• [Data]:

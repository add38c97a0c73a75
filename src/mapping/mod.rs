//! Naming layer between hardware indices and the names bindings use.
//!
//! Buttons are addressed by their position in the standard layout and translated
//! through the configured `button_mapping`. Axes become synthetic buttons: each of the
//! four stick axes has a positive and a negative name, so a stick pushed right
//! reads as `left-analog-right` and can be bound like any other button.

pub mod names;
pub mod player;

pub use names::{
    axis_name, axis_names, default_button_mapping, resolve_button,
    BUTTON_NAMES, NEGATIVE_AXIS_NAMES, POSITIVE_AXIS_NAMES,
};
pub use player::{PlayerSlot, MAX_PLAYERS};

use std::fmt::{self, Display};

/// Which edge a listener reacts to
#[derive(Debug, Clone, Copy, PartialEq, Eq, Hash)]
pub enum Action {
    Pressed,
    Released,
}

impl Display for Action {
    fn fmt(&self, f: &mut fmt::Formatter<'_>) -> fmt::Result {
        match self {
            Action::Pressed => write!(f, "pressed"),
            Action::Released => write!(f, "released"),
        }
    }
}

• [Work order]:
Look through the data above for lines holding the word "Display". State how many there are and nothing else.

• [Written solution]:
2